|I planted pumpkins and they are growing great. However, the plants are taking over our garden. The plants are already 10-12 feet long with flowers (some continue to fall off) but I don't have any pumpkins started yet. Last year the same thing happened and eventually I grew 2 pumpkins (total) on 4 plants. I now know to trim the vines after I have pumpkins growing to enlarge the pumpkins (even though I don't want huge pumpkins, just big enough for my porch) but I don't see "pumkin growers" trimming there plants out in the fields. Should I be trimming the vines after a couple of flowers to encourage the pumpkins to grow quicker? Is it typical to only have 1 pumpkin grow per plant?|
|The problem with low fruit set may be lack of pollination. If your patch isn't visited by honeybees or wild pollinators such as bumblebees, the pollen probably isn't making it from male to female flowers. You can enhance pollination by using a bee attractant (Gardens Alive sells one called Bee-Scent; contact them at 812/537-8650 or e-mail email@example.com). Otherwise, you'll have to do the pollen transfer yourself, using a cotton swab or a small paintbrush. I know that parts of the south are suffering from hot, droughty weather. Dry conditions can cause blossoms to drop, too.

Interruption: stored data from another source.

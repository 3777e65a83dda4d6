//! The cake: its dimensions, where the flowers are, and which piece every
//! cell ended up in once it has been cut.

use crate::{
    error::{CakeError, Result},
    region::{Coordinate, Region},
};
use std::{collections::BTreeSet, fmt};

/// A finished piece of cake.
#[derive(Debug, Copy, Clone, PartialEq, Eq, Hash)]
pub struct Piece {
    /// Identifier of the piece, starting at 1.
    pub id: usize,
    /// The cells covered by the piece.
    pub region: Region,
}

/// A rectangular cake with flowers on some of its cells.
#[derive(Debug, Clone)]
pub struct Cake {
    width: usize,
    height: usize,
    flowers: BTreeSet<Coordinate>,
    pieces: Vec<Piece>,
}

impl Cake {
    /// Create a new, uncut cake.
    ///
    /// Duplicate flowers collapse into one. Fails if either side is zero,
    /// if the number of cells does not fit in a `usize`, if there are no
    /// flowers, or if a flower lies outside of the cake.
    pub fn new(
        width: usize,
        height: usize,
        flowers: impl IntoIterator<Item = Coordinate>,
    ) -> Result<Self> {
        if width == 0 || height == 0 || width.checked_mul(height).is_none() {
            return Err(CakeError::InvalidDimensions { width, height });
        }

        let flowers: BTreeSet<_> = flowers.into_iter().collect();

        if let Some(flower) = flowers
            .iter()
            .find(|flower| !(1..=width).contains(&flower.x) || !(1..=height).contains(&flower.y))
        {
            return Err(CakeError::FlowerOutOfBounds {
                x: flower.x,
                y: flower.y,
                width,
                height,
            });
        }

        if flowers.is_empty() {
            return Err(CakeError::NoFlowers);
        }

        Ok(Cake {
            width,
            height,
            flowers,
            pieces: Vec::new(),
        })
    }

    /// Number of columns.
    pub fn width(&self) -> usize {
        self.width
    }

    /// Number of rows.
    pub fn height(&self) -> usize {
        self.height
    }

    /// The flowers on the cake, ordered by `x` then `y`.
    pub fn flowers(&self) -> &BTreeSet<Coordinate> {
        &self.flowers
    }

    /// The finished pieces, ordered by identifier. Empty until the cake is
    /// cut.
    pub fn pieces(&self) -> &[Piece] {
        &self.pieces
    }

    /// Return true once the cake has been cut into pieces.
    pub fn is_cut(&self) -> bool {
        !self.pieces.is_empty()
    }

    /// The region covering the whole cake, where cutting starts.
    pub fn full_extent(&self) -> Region {
        Region::new(1, 1, self.width, self.height)
    }

    /// Return the identifier of the piece containing the cell `(x, y)`, or
    /// `None` if no piece covers it.
    pub fn piece_of(&self, x: usize, y: usize) -> Option<usize> {
        let mut owners = self
            .pieces
            .iter()
            .filter(|piece| piece.region.contains(x, y));

        let first = owners.next()?;
        if let Some(other) = owners.next() {
            log::warn!(
                "Cell ({}, {}) is covered by overlapping pieces [{}] and [{}].",
                x,
                y,
                first.id,
                other.id
            );
        }

        Some(first.id)
    }

    /// Number of cells not covered by any piece.
    pub fn leftover_cells(&self) -> usize {
        let covered: usize = self.pieces.iter().map(|piece| piece.region.area()).sum();

        (self.width * self.height).saturating_sub(covered)
    }

    /// List the pieces, one per line as `y1 x1 y2 x2`, followed by a line
    /// holding the number of leftover cells.
    ///
    /// An uncut cake reports only its leftover count, the full area.
    pub fn report(&self) -> String {
        let mut report = String::new();

        for Piece { region, .. } in &self.pieces {
            report.push_str(&format!(
                "{} {} {} {}\n",
                region.y1(),
                region.x1(),
                region.y2(),
                region.x2()
            ));
        }
        report.push_str(&format!("{}\n", self.leftover_cells()));

        report
    }

    /// Store the finished regions, numbering them from 1 in `(y1, x1)` order.
    pub(crate) fn assign_pieces(&mut self, mut regions: Vec<Region>) {
        regions.sort_by_key(|region| (region.y1(), region.x1()));

        self.pieces = regions
            .into_iter()
            .enumerate()
            .map(|(index, region)| Piece {
                id: index + 1,
                region,
            })
            .collect();
    }
}

impl fmt::Display for Cake {
    /// Draw the cake top row first: `@` marks a flower, a number marks the
    /// piece a cell belongs to and `·` marks an unassigned cell.
    fn fmt(&self, f: &mut fmt::Formatter<'_>) -> fmt::Result {
        for y in (1..=self.height).rev() {
            for x in 1..=self.width {
                if self.flowers.contains(&Coordinate { x, y }) {
                    write!(f, "@ ")?;
                } else if let Some(id) = self.piece_of(x, y) {
                    write!(f, "{id} ")?;
                } else {
                    write!(f, "· ")?;
                }
            }
            writeln!(f)?;
        }

        Ok(())
    }
}

#[cfg(test)]
mod tests {
    use super::*;
    use std::iter;

    fn c(x: usize, y: usize) -> Coordinate {
        Coordinate { x, y }
    }

    #[test]
    fn rejects_invalid_input() {
        assert_eq!(
            Cake::new(0, 3, [c(1, 1)]).unwrap_err(),
            CakeError::InvalidDimensions {
                width: 0,
                height: 3
            }
        );
        assert_eq!(
            Cake::new(3, 0, [c(1, 1)]).unwrap_err(),
            CakeError::InvalidDimensions {
                width: 3,
                height: 0
            }
        );
        assert_eq!(Cake::new(3, 3, iter::empty()).unwrap_err(), CakeError::NoFlowers);
        assert_eq!(
            Cake::new(3, 2, [c(1, 1), c(2, 3)]).unwrap_err(),
            CakeError::FlowerOutOfBounds {
                x: 2,
                y: 3,
                width: 3,
                height: 2
            }
        );
        assert!(matches!(
            Cake::new(3, 2, [c(0, 1)]),
            Err(CakeError::FlowerOutOfBounds { x: 0, y: 1, .. })
        ));
    }

    #[test]
    fn rejects_cakes_with_too_many_cells() {
        let width = usize::MAX / 2 + 1;

        assert_eq!(
            Cake::new(width, 4, [c(1, 1), c(width, 4)]).unwrap_err(),
            CakeError::InvalidDimensions { width, height: 4 }
        );

        // The largest cake that still fits can be cut and reported.
        let mut cake = Cake::new(usize::MAX, 1, [c(1, 1), c(usize::MAX, 1)]).unwrap();
        assert_eq!(cake.leftover_cells(), usize::MAX);
        crate::cut_all(&mut cake).unwrap();
        assert_eq!(cake.leftover_cells(), 0);
        assert_eq!(cake.report().lines().last(), Some("0"));
    }

    #[test]
    fn duplicate_flowers_collapse() {
        let cake = Cake::new(2, 2, [c(1, 1), c(1, 1), c(2, 2)]).unwrap();

        assert_eq!(cake.flowers().len(), 2);
    }

    #[test]
    fn uncut_cake() {
        let cake = Cake::new(3, 2, [c(2, 2)]).unwrap();

        assert_eq!(cake.full_extent(), Region::new(1, 1, 3, 2));
        assert!(!cake.is_cut());
        assert!(cake.pieces().is_empty());
        for cell in cake.full_extent().cells() {
            assert_eq!(cake.piece_of(cell.x, cell.y), None);
        }
        assert_eq!(cake.leftover_cells(), 6);
        assert_eq!(cake.report(), "6\n");
        assert_eq!(cake.to_string(), "· @ · \n· · · \n");
    }

    #[test]
    fn pieces_numbered_bottom_row_first() {
        let mut cake = Cake::new(4, 2, [c(1, 1), c(4, 2)]).unwrap();
        cake.assign_pieces(vec![Region::new(3, 1, 4, 2), Region::new(1, 1, 2, 2)]);

        assert_eq!(
            cake.pieces(),
            &[
                Piece {
                    id: 1,
                    region: Region::new(1, 1, 2, 2)
                },
                Piece {
                    id: 2,
                    region: Region::new(3, 1, 4, 2)
                },
            ]
        );
        assert_eq!(cake.piece_of(2, 2), Some(1));
        assert_eq!(cake.piece_of(3, 1), Some(2));
        assert_eq!(cake.piece_of(5, 1), None);
        assert_eq!(cake.leftover_cells(), 0);
        assert_eq!(cake.report(), "1 1 2 2\n1 3 2 4\n0\n");
        assert_eq!(cake.to_string(), "1 1 2 @ \n@ 1 2 2 \n");
    }
}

It's fine to prune pumpkin vines in the home garden, or they will, as you've noticed, take over the whole place! Commercial growers don't bother because it's too labor intensive - they put their time and money into other yield-enhancing practices. Gardeners who are trying to grow giant pumpkins for competition prune vines, but in a very specific manner. In your garden, trim secondary vines (that grow off the main vine) to 6-10' with a shovel and bury the cut end in soil. If the buried end starts to sprout, pinch it back. Hope this helps!